In fact, the percentage of trained agricultural workers tends to increase, but is still very modest. Labor productivity in the agricultural sector has increased but is still the lowest in all sectors of the economy and much lower than that of other countries in the region. Vocational training activities in the period of 2010 - 2020 have had many positive results, but there are still many limitations such as not really paying attention to high-tech agricultural vocational training from policies to programs and contents, and not equipping facilities for training.

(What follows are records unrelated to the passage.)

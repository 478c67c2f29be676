//! Results files written next to the console output.

use std::{fs, path::Path, time::Duration};

use crate::error::ToolError;

pub const SALES_RESULTS_FILE: &str = "SalesResults.txt";
pub const STATISTICS_RESULTS_FILE: &str = "StatisticsResults.txt";
pub const CONVERSION_RESULTS_FILE: &str = "ConvertionResults.txt";
pub const WORD_COUNT_RESULTS_FILE: &str = "WordCountResults.txt";

/// Overwrite `path` with `content`.
pub fn write_results(path: &Path, content: &str) -> Result<(), ToolError> {
    fs::write(path, content).map_err(|source| ToolError::Write {
        path: path.to_path_buf(),
        source,
    })?;
    tracing::debug!("Results written to {}", path.display());
    Ok(())
}

/// `Time elapsed: 0.0012 seconds`
pub fn elapsed_line(elapsed: Duration) -> String {
    format!("Time elapsed: {:.4} seconds", elapsed.as_secs_f64())
}

#[cfg(test)]
mod tests {
    use super::*;

    #[test]
    fn test_write_results_overwrites() {
        // テスト項目: 結果ファイルは毎回上書きされる
        // given (前提条件):
        let dir = tempfile::tempdir().unwrap();
        let path = dir.path().join(STATISTICS_RESULTS_FILE);
        write_results(&path, "old\nlonger content\n").unwrap();

        // when (操作):
        write_results(&path, "new\n").unwrap();

        // then (期待する結果):
        assert_eq!(fs::read_to_string(&path).unwrap(), "new\n");
    }

    #[test]
    fn test_write_results_missing_directory() {
        // テスト項目: 書き込めない場所は Write エラーになる
        // given (前提条件):
        let dir = tempfile::tempdir().unwrap();
        let path = dir.path().join("no-such-dir").join(SALES_RESULTS_FILE);

        // when (操作):
        let result = write_results(&path, "x");

        // then (期待する結果):
        assert!(matches!(result, Err(ToolError::Write { .. })));
    }

    #[test]
    fn test_elapsed_line() {
        assert_eq!(
            elapsed_line(Duration::from_millis(1500)),
            "Time elapsed: 1.5000 seconds"
        );
    }
}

Stemming from that situation, in order to develop high-tech agricultural vocational training to meet the needs of practice, the solutions that need to be concerned by the Government, ministries/sectors and localities in the coming period are:

  1. Forecasting accurately the demand for high-tech agricultural vocational training: The demand for high-tech agricultural vocational training needs to be determined based on the agriculture and rural development strategy, especially based on the demand of high-tech for key agricultural products at national and provincial levels;
  2. Strengthening publicity and raising awareness of the whole society about the role of high-tech agricultural vocational training in creating jobs on the spot, increasing incomes and improving the quality of human resources for the development of the high-tech agricultural sector;
  3. Renovating the content and organizational form to improve the quality of high-tech agricultural training, focusing on new knowledge and business skills to meet the requirements of high-tech agriculture; Implement vocational training in high-tech agriculture according to the needs of the labor market (enterprises, cooperatives, farms, etc.), linking training with job creation and technology transfer;
  4. Mobilizing the participation of stakeholders (agricultural extension agencies, vocational education institutions, enterprises, cooperatives, farms) in vocational training activities.; Integrating high-tech agricultural vocational training with local socio-economic development programs and production and business activities of enterprises;
  5. Strengthening cooperation between relevant ministries/sectors, especially between the Ministry of Agriculture and Rural Development and the Ministry of Labor, War Invalids and Social Affairs in state management of high-tech agricultural vocational training, from developing strategies to mobilizing resources, organizing the implementation, inspection, monitoring and evaluation of the quality of high-tech agricultural vocational training activities; and
  6. Concentrating the state budget and mobilizing resources from the private sector (enterprises, cooperatives, farms, learners and social organizations) to increase investment in vocational training in high-tech agriculture.

In summary, the Government needs to have solutions to strengthen the capacity of training and information dissemination on high-tech agriculture for cooperatives, enterprises, and farmer households. Besides, the review of policies to reduce overlap is also very urgent.